We’ve talked a bit of late about Jaron Lanier and his remarkable and prescient statement that information underrepresent reality, and his criticism of models and algorithms to represent reality. Economists, especially, love models.
But there are a lot of things that make economic models difficult, and as Lanier might say, unrepresentative of reality. The failure to account for externalities is one reason that economic models are like Lionel trains compared to the real thing.
Do you have any real world examples of what you’re talking about, Spot?
Why yes, grasshopper; it’s funny you should ask.
A few days ago, King Banaian (here’s a ear worm for you: every time Spot thinks of the Professor, Grieg’s In the Hall of the Mountain King starts to play in his head) bleated, Spot means tweeted, about the fact that India’s version of the 1938 Volkswagen Beetle, selling for $2500 in India, might retail for $8,000 in the US! Criminal!
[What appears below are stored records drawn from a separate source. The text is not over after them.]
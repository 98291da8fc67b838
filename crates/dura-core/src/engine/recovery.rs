//! Recuperación al arrancar el proceso.
//!
//! Se ejecuta una vez, con el registro ya congelado y antes de aceptar
//! tráfico. Valida que todas las ejecuciones pendientes tengan función
//! registrada antes de retomar ninguna: un nombre desconocido es un error de
//! configuración y aborta el arranque.
//!
//! Las ejecuciones `Running` cuyo executor sigue latiendo no se retoman; se
//! informan en `owned_elsewhere`.

use chrono::Utc;
use log::{info, warn};
use serde_json::Value;

use crate::engine::{WorkflowHandle, WorkflowRuntime};
use crate::errors::DurableError;
use crate::store::WorkflowStore;

pub struct RecoveryManager<S: WorkflowStore + 'static> {
    runtime: WorkflowRuntime<S>,
}

#[derive(Debug, Default)]
pub struct RecoveryReport {
    pub handles: Vec<WorkflowHandle<Value>>,
    /// Ids con lease vigente de otro executor.
    pub owned_elsewhere: Vec<String>,
}

impl RecoveryReport {
    pub fn ids(&self) -> Vec<&str> {
        self.handles.iter().map(|h| h.id()).collect()
    }

    pub fn len(&self) -> usize {
        self.handles.len()
    }

    pub fn is_empty(&self) -> bool {
        self.handles.is_empty()
    }
}

#[derive(Debug, Default, Clone, PartialEq, Eq)]
pub struct RecoverySummary {
    pub resumed: usize,
    pub succeeded: usize,
    pub failed: usize,
    /// Abandonadas sin estado terminal (p.ej. store caído); quedan pendientes.
    pub interrupted: usize,
    pub owned_elsewhere: usize,
}

impl<S: WorkflowStore + 'static> RecoveryManager<S> {
    pub fn new(runtime: WorkflowRuntime<S>) -> Self {
        Self { runtime }
    }

    /// Retoma todas las ejecuciones `Pending`/`Running` del store.
    pub fn recover(&self) -> Result<RecoveryReport, DurableError> {
        let pending = self.runtime.list_pending()?;
        if let Some(orphan) = pending.iter().find(|e| !self.runtime.registry().contains(&e.workflow_name)) {
            return Err(DurableError::UnknownWorkflow(orphan.workflow_name.clone()));
        }
        if pending.is_empty() {
            info!("recovery: nothing to resume");
            return Ok(RecoveryReport::default());
        }
        let now = Utc::now();
        let lease = self.runtime.config().executor_lease;
        let (claimable, held): (Vec<_>, Vec<_>) =
            pending.into_iter().partition(|e| e.is_claimable_by(self.runtime.executor_id(), lease, now));
        for execution in &held {
            info!("recovery: execution {} is live on {}; skipped",
                  execution.id,
                  execution.executor_id.as_deref().unwrap_or("?"));
        }
        info!("recovery: resuming {} execution(s)", claimable.len());
        let mut report = RecoveryReport { owned_elsewhere: held.into_iter().map(|e| e.id).collect(),
                                          ..Default::default() };
        for execution in &claimable {
            report.handles.push(self.runtime.resume(execution)?);
        }
        Ok(report)
    }

    /// `recover` y espera a que cada ejecución retomada termine.
    pub fn recover_and_wait(&self) -> Result<RecoverySummary, DurableError> {
        let report = self.recover()?;
        let mut summary = RecoverySummary { resumed: report.len(),
                                            owned_elsewhere: report.owned_elsewhere.len(),
                                            ..Default::default() };
        for handle in &report.handles {
            match handle.get_result() {
                Ok(_) => summary.succeeded += 1,
                Err(DurableError::ExecutionFailed { .. }) => summary.failed += 1,
                Err(e) => {
                    warn!("recovery: execution {} not finished: {}", handle.id(), e);
                    summary.interrupted += 1;
                }
            }
        }
        info!("recovery finished: {:?}", summary);
        Ok(summary)
    }
}
//! Builder del runtime: store obligatorio, registro y configuración.

use std::sync::Arc;

use crate::config::EngineConfig;
use crate::engine::WorkflowRuntime;
use crate::registry::WorkflowRegistry;
use crate::store::WorkflowStore;

pub struct RuntimeBuilder<S: WorkflowStore + 'static> {
    pub(crate) store: Arc<S>,
    pub(crate) registry: WorkflowRegistry,
    pub(crate) config: EngineConfig,
}

impl<S: WorkflowStore + 'static> RuntimeBuilder<S> {
    pub fn new(store: Arc<S>) -> Self {
        Self { store,
               registry: WorkflowRegistry::new(),
               config: EngineConfig::default() }
    }

    /// Registro ya poblado. El runtime lo toma por valor: después de
    /// `launch` no admite más registros.
    pub fn registry(mut self, registry: WorkflowRegistry) -> Self {
        self.registry = registry;
        self
    }

    pub fn config(mut self, config: EngineConfig) -> Self {
        self.config = config;
        self
    }

    pub fn launch(self) -> WorkflowRuntime<S> {
        WorkflowRuntime::from_parts(self.store, self.registry, self.config)
    }
}
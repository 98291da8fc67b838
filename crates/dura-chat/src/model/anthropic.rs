//! Cliente bloqueante para la API de mensajes de Anthropic (`/v1/messages`).

use log::debug;
use reqwest::blocking::Client;
use reqwest::header::{HeaderMap, HeaderValue, CONTENT_TYPE};
use serde_json::{json, Value};

use super::ChatModel;
use crate::config::ModelConfig;
use crate::error::ModelError;
use crate::models::Message;

pub const ANTHROPIC_VERSION: &str = "2023-06-01";

pub struct AnthropicModel {
    config: ModelConfig,
    client: Client,
    key: HeaderValue,
}

impl AnthropicModel {
    /// Falla si no hay clave de API.
    pub fn new(config: ModelConfig) -> Result<Self, ModelError> {
        let raw = config.api_key
                        .as_deref()
                        .ok_or_else(|| ModelError::InvalidRequest("anthropic api key is required".into()))?;
        let key = HeaderValue::from_str(raw).map_err(|e| ModelError::InvalidRequest(e.to_string()))?;
        let client = Client::builder().timeout(config.timeout)
                                      .build()
                                      .map_err(|e| ModelError::InvalidRequest(format!("http client: {e}")))?;
        Ok(Self { config, client, key })
    }

    pub fn config(&self) -> &ModelConfig {
        &self.config
    }

    fn headers(&self) -> HeaderMap {
        let mut headers = HeaderMap::new();
        headers.insert(CONTENT_TYPE, HeaderValue::from_static("application/json"));
        headers.insert("x-api-key", self.key.clone());
        headers.insert("anthropic-version", HeaderValue::from_static(ANTHROPIC_VERSION));
        headers
    }

    pub fn build_payload(&self, history: &[Message], user_message: &str) -> Value {
        let mut messages: Vec<Value> = history.iter()
                                              .map(|m| json!({ "role": m.role.as_str(), "content": m.content }))
                                              .collect();
        messages.push(json!({ "role": "user", "content": user_message }));
        json!({
            "model": self.config.model,
            "max_tokens": self.config.max_tokens,
            "messages": messages,
            "temperature": self.config.temperature,
        })
    }
}

/// Concatena los bloques `text` de `content`. Un objeto `error` en el cuerpo
/// se trata como respuesta inválida.
pub fn parse_message(body: &str) -> Result<String, ModelError> {
    let value: Value = serde_json::from_str(body).map_err(|e| ModelError::InvalidResponse(e.to_string()))?;
    if let Some(err) = value.get("error").filter(|e| !e.is_null()) {
        let msg = err.get("message").and_then(|m| m.as_str()).unwrap_or("unknown error");
        return Err(ModelError::InvalidResponse(format!("api error: {msg}")));
    }
    let blocks = value.get("content")
                      .and_then(|c| c.as_array())
                      .ok_or_else(|| ModelError::InvalidResponse("missing content".into()))?;
    let text: String = blocks.iter()
                             .filter(|b| b.get("type").and_then(|t| t.as_str()) == Some("text"))
                             .filter_map(|b| b.get("text").and_then(|t| t.as_str()))
                             .collect();
    if text.is_empty() {
        return Err(ModelError::Empty);
    }
    Ok(text)
}

impl ChatModel for AnthropicModel {
    fn complete(&self, history: &[Message], user_message: &str) -> Result<String, ModelError> {
        let url = self.config.messages_url();
        debug!("model request: {} ({} history messages)", url, history.len());
        let response = self.client
                           .post(&url)
                           .headers(self.headers())
                           .json(&self.build_payload(history, user_message))
                           .send()
                           .map_err(|e| if e.is_timeout() { ModelError::Timeout } else { ModelError::Network(e.to_string()) })?;
        let status = response.status();
        let text = response.text().map_err(|e| ModelError::Network(e.to_string()))?;
        if !status.is_success() {
            return Err(ModelError::Status { status: status.as_u16(), body: text });
        }
        parse_message(&text)
    }
}
//! Política de reintentos de un step y opciones por clase de step.

use std::time::Duration;

/// Backoff exponencial acotado.
///
/// `max_attempts` cuenta intentos totales (no reintentos): con `3` el cuerpo
/// se invoca como máximo tres veces.
#[derive(Debug, Clone, PartialEq)]
pub struct RetryPolicy {
    pub max_attempts: u32,
    pub initial_backoff: Duration,
    pub backoff_factor: f64,
    pub max_backoff: Duration,
}

impl Default for RetryPolicy {
    fn default() -> Self {
        Self { max_attempts: 3,
               initial_backoff: Duration::from_millis(100),
               backoff_factor: 2.0,
               max_backoff: Duration::from_secs(5) }
    }
}

impl RetryPolicy {
    /// Un único intento.
    pub fn no_retry() -> Self {
        Self { max_attempts: 1, ..Self::default() }
    }

    pub fn with_max_attempts(mut self, max_attempts: u32) -> Self {
        self.max_attempts = max_attempts.max(1);
        self
    }

    pub fn with_backoff(mut self, initial: Duration, factor: f64, max: Duration) -> Self {
        self.initial_backoff = initial;
        self.backoff_factor = if factor < 1.0 { 1.0 } else { factor };
        self.max_backoff = max;
        self
    }

    /// Espera antes del intento `attempt + 1`, tras fallar el intento
    /// `attempt` (1-based).
    pub fn backoff_after(&self, attempt: u32) -> Duration {
        let exp = attempt.saturating_sub(1).min(32) as i32;
        let millis = self.initial_backoff.as_millis() as f64 * self.backoff_factor.powi(exp);
        let capped = millis.min(self.max_backoff.as_millis() as f64);
        Duration::from_millis(capped.max(0.0) as u64)
    }

    pub fn allows_another(&self, attempts_done: u32) -> bool {
        attempts_done < self.max_attempts
    }
}

/// Opciones de un `run_step`. Precedencia: `retry` explícito > clase
/// configurada en el `EngineConfig` > política por defecto.
#[derive(Debug, Clone, Default, PartialEq)]
pub struct StepOptions {
    pub class: Option<String>,
    pub retry: Option<RetryPolicy>,
}

impl StepOptions {
    pub fn class(name: impl Into<String>) -> Self {
        Self { class: Some(name.into()), retry: None }
    }

    pub fn retry(policy: RetryPolicy) -> Self {
        Self { class: None, retry: Some(policy) }
    }
}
It’s the safety and environmental bullies to blame, of course.
Well, Charlie picked up the tweet, observant fellow that he is.
Banaian has been playing with his Lionels so long that he refuses to — or maybe no longer can — recognize what the DOT safety and the EPA environmental rules represent: the political effort of government to make a manufacturer of goods account for more of the externalities of the cost of their production and sale of articles in the stream of commerce. To better approximate reality, that is.
It is foolish and callow to assert, or even think, that the sale of an automobile without safety or environmental considerations doesn’t impose these costs on everyone else: anybody with respiratory problems, or anyone who pays insurance premiums for car or health insurance, or someone who pay property taxes that support institutions like Hennepin County Medical Center where trauma patients are handled, sometimes without compensation.
But they don’t fit well in Banaian’s arithmetic, so we’ll pretend they don’t exist.